» Task material
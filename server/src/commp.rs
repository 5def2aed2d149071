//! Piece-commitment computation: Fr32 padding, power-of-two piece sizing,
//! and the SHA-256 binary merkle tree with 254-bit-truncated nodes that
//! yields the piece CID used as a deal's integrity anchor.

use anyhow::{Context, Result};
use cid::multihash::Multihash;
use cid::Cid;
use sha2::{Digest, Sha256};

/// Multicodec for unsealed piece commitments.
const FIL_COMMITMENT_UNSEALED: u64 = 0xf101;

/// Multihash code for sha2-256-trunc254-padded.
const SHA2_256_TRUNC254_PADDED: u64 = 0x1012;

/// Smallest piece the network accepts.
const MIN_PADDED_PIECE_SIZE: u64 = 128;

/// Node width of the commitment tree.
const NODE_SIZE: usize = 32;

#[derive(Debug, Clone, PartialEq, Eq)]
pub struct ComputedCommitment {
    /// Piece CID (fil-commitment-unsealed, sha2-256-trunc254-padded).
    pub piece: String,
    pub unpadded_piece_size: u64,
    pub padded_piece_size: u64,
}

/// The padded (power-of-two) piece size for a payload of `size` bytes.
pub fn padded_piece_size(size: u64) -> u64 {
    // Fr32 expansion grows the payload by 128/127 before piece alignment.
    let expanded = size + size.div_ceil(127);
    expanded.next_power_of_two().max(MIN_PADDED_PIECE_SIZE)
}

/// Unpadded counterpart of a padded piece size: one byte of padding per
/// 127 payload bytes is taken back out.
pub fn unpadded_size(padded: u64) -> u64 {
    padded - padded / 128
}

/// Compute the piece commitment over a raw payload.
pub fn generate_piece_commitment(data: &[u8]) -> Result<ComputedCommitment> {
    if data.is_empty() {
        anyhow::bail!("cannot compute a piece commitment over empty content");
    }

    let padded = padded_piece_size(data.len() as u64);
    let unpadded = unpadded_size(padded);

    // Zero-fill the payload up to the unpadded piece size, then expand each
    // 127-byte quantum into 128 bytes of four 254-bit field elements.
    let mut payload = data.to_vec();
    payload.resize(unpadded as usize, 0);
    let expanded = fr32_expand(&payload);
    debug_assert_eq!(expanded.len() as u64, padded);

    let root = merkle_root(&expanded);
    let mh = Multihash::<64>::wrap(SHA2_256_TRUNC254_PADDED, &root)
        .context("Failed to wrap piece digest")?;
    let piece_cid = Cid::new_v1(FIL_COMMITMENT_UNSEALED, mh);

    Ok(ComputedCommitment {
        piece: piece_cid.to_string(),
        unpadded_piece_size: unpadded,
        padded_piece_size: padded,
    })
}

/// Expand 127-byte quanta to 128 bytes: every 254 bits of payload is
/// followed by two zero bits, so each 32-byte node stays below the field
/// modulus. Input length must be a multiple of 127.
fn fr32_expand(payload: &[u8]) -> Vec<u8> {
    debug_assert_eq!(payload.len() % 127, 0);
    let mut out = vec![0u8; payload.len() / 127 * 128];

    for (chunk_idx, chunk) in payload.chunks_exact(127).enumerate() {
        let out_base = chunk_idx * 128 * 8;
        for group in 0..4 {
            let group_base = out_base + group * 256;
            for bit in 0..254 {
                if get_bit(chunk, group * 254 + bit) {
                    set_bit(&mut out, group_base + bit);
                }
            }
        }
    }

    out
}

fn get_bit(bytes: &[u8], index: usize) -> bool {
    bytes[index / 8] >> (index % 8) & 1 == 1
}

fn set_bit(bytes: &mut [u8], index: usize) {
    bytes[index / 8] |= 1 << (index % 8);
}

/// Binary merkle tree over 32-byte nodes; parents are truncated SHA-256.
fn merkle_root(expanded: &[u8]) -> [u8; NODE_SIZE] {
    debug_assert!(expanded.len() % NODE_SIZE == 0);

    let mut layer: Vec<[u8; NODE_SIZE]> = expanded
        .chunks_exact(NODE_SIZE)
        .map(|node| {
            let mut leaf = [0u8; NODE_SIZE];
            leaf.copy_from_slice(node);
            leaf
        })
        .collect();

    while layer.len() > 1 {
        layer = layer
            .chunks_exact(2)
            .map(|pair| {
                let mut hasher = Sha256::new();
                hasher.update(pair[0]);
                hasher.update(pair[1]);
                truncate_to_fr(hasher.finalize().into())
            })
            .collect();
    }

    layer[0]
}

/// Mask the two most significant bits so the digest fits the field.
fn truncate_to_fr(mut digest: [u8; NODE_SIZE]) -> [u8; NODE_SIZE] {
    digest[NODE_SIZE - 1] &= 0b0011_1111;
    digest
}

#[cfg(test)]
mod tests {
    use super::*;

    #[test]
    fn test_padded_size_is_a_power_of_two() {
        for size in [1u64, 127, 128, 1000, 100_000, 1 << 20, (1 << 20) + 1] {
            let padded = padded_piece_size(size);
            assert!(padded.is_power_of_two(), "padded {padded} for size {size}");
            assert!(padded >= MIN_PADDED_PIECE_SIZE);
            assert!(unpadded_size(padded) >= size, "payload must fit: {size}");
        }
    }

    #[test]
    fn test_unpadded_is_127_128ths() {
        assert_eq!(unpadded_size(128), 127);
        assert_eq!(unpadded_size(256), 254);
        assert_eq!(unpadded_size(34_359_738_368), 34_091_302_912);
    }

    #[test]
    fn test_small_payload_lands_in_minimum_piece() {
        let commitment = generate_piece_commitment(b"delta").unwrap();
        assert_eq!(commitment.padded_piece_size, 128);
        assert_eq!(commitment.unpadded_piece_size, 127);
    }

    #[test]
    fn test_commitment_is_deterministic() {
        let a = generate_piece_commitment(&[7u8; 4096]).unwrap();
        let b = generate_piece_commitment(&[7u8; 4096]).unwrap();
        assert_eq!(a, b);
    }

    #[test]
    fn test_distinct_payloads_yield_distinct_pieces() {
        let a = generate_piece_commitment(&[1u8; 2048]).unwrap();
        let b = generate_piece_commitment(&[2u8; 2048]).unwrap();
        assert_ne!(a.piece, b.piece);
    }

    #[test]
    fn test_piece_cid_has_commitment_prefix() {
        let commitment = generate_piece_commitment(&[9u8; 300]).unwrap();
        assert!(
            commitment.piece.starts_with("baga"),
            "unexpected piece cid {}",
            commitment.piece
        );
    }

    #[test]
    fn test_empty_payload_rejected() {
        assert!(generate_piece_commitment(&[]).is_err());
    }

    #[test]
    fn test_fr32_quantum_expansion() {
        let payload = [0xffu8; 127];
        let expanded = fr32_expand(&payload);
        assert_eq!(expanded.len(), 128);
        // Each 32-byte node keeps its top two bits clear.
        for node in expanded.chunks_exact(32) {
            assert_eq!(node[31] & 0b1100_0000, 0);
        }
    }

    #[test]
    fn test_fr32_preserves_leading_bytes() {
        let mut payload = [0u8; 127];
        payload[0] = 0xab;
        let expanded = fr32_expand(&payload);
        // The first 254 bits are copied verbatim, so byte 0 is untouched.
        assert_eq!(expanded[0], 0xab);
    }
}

» What to produce
What you return must match the listing exactly, line for line.

» Your response
filename server/src/commp.rs
repository 5def2aed2d149071
//! Piece-commitment computation: Fr32 padding, power-of-two piece sizing,
//! and the SHA-256 binary merkle tree with 254-bit-truncated nodes that
//! yields the piece CID used as a deal's integrity anchor.

use anyhow::{Context, Result};
use cid::multihash::Multihash;
use cid::Cid;
use sha2::{Digest, Sha256};

/// Multicodec for unsealed piece commitments.
const FIL_COMMITMENT_UNSEALED: u64 = 0xf101;

/// Multihash code for sha2-256-trunc254-padded.
const SHA2_256_TRUNC254_PADDED: u64 = 0x1012;

/// Smallest piece the network accepts.
const MIN_PADDED_PIECE_SIZE: u64 = 128;

/// Node width of the commitment tree.
const NODE_SIZE: usize = 32;

#[derive(Debug, Clone, PartialEq, Eq)]
pub struct ComputedCommitment {
    /// Piece CID (fil-commitment-unsealed, sha2-256-trunc254-padded).
    pub piece: String,
    pub unpadded_piece_size: u64,
    pub padded_piece_size: u64,
}

/// The padded (power-of-two) piece size for a payload of `size` bytes.
pub fn padded_piece_size(size: u64) -> u64 {
    // Fr32 expansion grows the payload by 128/127 before piece alignment.
    let expanded = size + size.div_ceil(127);
    expanded.next_power_of_two().max(MIN_PADDED_PIECE_SIZE)
}

/// Unpadded counterpart of a padded piece size: one byte of padding per
/// 127 payload bytes is taken back out.
pub fn unpadded_size(padded: u64) -> u64 {
    padded - padded / 128
}

/// Compute the piece commitment over a raw payload.
pub fn generate_piece_commitment(data: &[u8]) -> Result<ComputedCommitment> {
    if data.is_empty() {
        anyhow::bail!("cannot compute a piece commitment over empty content");
    }

    let padded = padded_piece_size(data.len() as u64);
    let unpadded = unpadded_size(padded);

    // Zero-fill the payload up to the unpadded piece size, then expand each
    // 127-byte quantum into 128 bytes of four 254-bit field elements.
    let mut payload = data.to_vec();
    payload.resize(unpadded as usize, 0);
    let expanded = fr32_expand(&payload);
    debug_assert_eq!(expanded.len() as u64, padded);

    let root = merkle_root(&expanded);
    let mh = Multihash::<64>::wrap(SHA2_256_TRUNC254_PADDED, &root)
        .context("Failed to wrap piece digest")?;
    let piece_cid = Cid::new_v1(FIL_COMMITMENT_UNSEALED, mh);

    Ok(ComputedCommitment {
        piece: piece_cid.to_string(),
        unpadded_piece_size: unpadded,
        padded_piece_size: padded,
    })
}

/// Expand 127-byte quanta to 128 bytes: every 254 bits of payload is
/// followed by two zero bits, so each 32-byte node stays below the field
/// modulus. Input length must be a multiple of 127.
fn fr32_expand(payload: &[u8]) -> Vec<u8> {
    debug_assert_eq!(payload.len() % 127, 0);
    let mut out = vec![0u8; payload.len() / 127 * 128];

    for (chunk_idx, chunk) in payload.chunks_exact(127).enumerate() {
        let out_base = chunk_idx * 128 * 8;
        for group in 0..4 {
            let group_base = out_base + group * 256;
            for bit in 0..254 {
                if get_bit(chunk, group * 254 + bit) {
                    set_bit(&mut out, group_base + bit);
                }
            }
        }
    }

    out
}

fn get_bit(bytes: &[u8], index: usize) -> bool {
    bytes[index / 8] >> (index % 8) & 1 == 1
}

fn set_bit(bytes: &mut [u8], index: usize) {
    bytes[index / 8] |= 1 << (index % 8);
}

/// Binary merkle tree over 32-byte nodes; parents are truncated SHA-256.
fn merkle_root(expanded: &[u8]) -> [u8; NODE_SIZE] {
    debug_assert!(expanded.len() % NODE_SIZE == 0);

    let mut layer: Vec<[u8; NODE_SIZE]> = expanded
        .chunks_exact(NODE_SIZE)
        .map(|node| {
            let mut leaf = [0u8; NODE_SIZE];
            leaf.copy_from_slice(node);
            leaf
        })
        .collect();

    while layer.len() > 1 {
        layer = layer
            .chunks_exact(2)
            .map(|pair| {
                let mut hasher = Sha256::new();
                hasher.update(pair[0]);
                hasher.update(pair[1]);
                truncate_to_fr(hasher.finalize().into())
            })
            .collect();
    }

    layer[0]
}

/// Mask the two most significant bits so the digest fits the field.
fn truncate_to_fr(mut digest: [u8; NODE_SIZE]) -> [u8; NODE_SIZE] {
    digest[NODE_SIZE - 1] &= 0b0011_1111;
    digest
}

#[cfg(test)]
mod tests {
    use super::*;

    #[test]
    fn test_padded_size_is_a_power_of_two() {
        for size in [1u64, 127, 128, 1000, 100_000, 1 << 20, (1 << 20) + 1] {
            let padded = padded_piece_size(size);
            assert!(padded.is_power_of_two(), "padded {padded} for size {size}");
            assert!(padded >= MIN_PADDED_PIECE_SIZE);
            assert!(unpadded_size(padded) >= size, "payload must fit: {size}");
        }
    }

    #[test]
    fn test_unpadded_is_127_128ths() {
        assert_eq!(unpadded_size(128), 127);
        assert_eq!(unpadded_size(256), 254);
        assert_eq!(unpadded_size(34_359_738_368), 34_091_302_912);
    }

    #[test]
    fn test_small_payload_lands_in_minimum_piece() {
        let commitment = generate_piece_commitment(b"delta").unwrap();
        assert_eq!(commitment.padded_piece_size, 128);
        assert_eq!(commitment.unpadded_piece_size, 127);
    }

    #[test]
    fn test_commitment_is_deterministic() {
        let a = generate_piece_commitment(&[7u8; 4096]).unwrap();
        let b = generate_piece_commitment(&[7u8; 4096]).unwrap();
        assert_eq!(a, b);
    }

    #[test]
    fn test_distinct_payloads_yield_distinct_pieces() {
        let a = generate_piece_commitment(&[1u8; 2048]).unwrap();
        let b = generate_piece_commitment(&[2u8; 2048]).unwrap();
        assert_ne!(a.piece, b.piece);
    }

    #[test]
    fn test_piece_cid_has_commitment_prefix() {
        let commitment = generate_piece_commitment(&[9u8; 300]).unwrap();
        assert!(
            commitment.piece.starts_with("baga"),
            "unexpected piece cid {}",
            commitment.piece
        );
    }

    #[test]
    fn test_empty_payload_rejected() {
        assert!(generate_piece_commitment(&[]).is_err());
    }

    #[test]
    fn test_fr32_quantum_expansion() {
        let payload = [0xffu8; 127];
        let expanded = fr32_expand(&payload);
        assert_eq!(expanded.len(), 128);
        // Each 32-byte node keeps its top two bits clear.
        for node in expanded.chunks_exact(32) {
            assert_eq!(node[31] & 0b1100_0000, 0);
        }
    }

    #[test]
    fn test_fr32_preserves_leading_bytes() {
        let mut payload = [0u8; 127];
        payload[0] = 0xab;
        let expanded = fr32_expand(&payload);
        // The first 254 bits are copied verbatim, so byte 0 is untouched.
        assert_eq!(expanded[0], 0xab);
    }
}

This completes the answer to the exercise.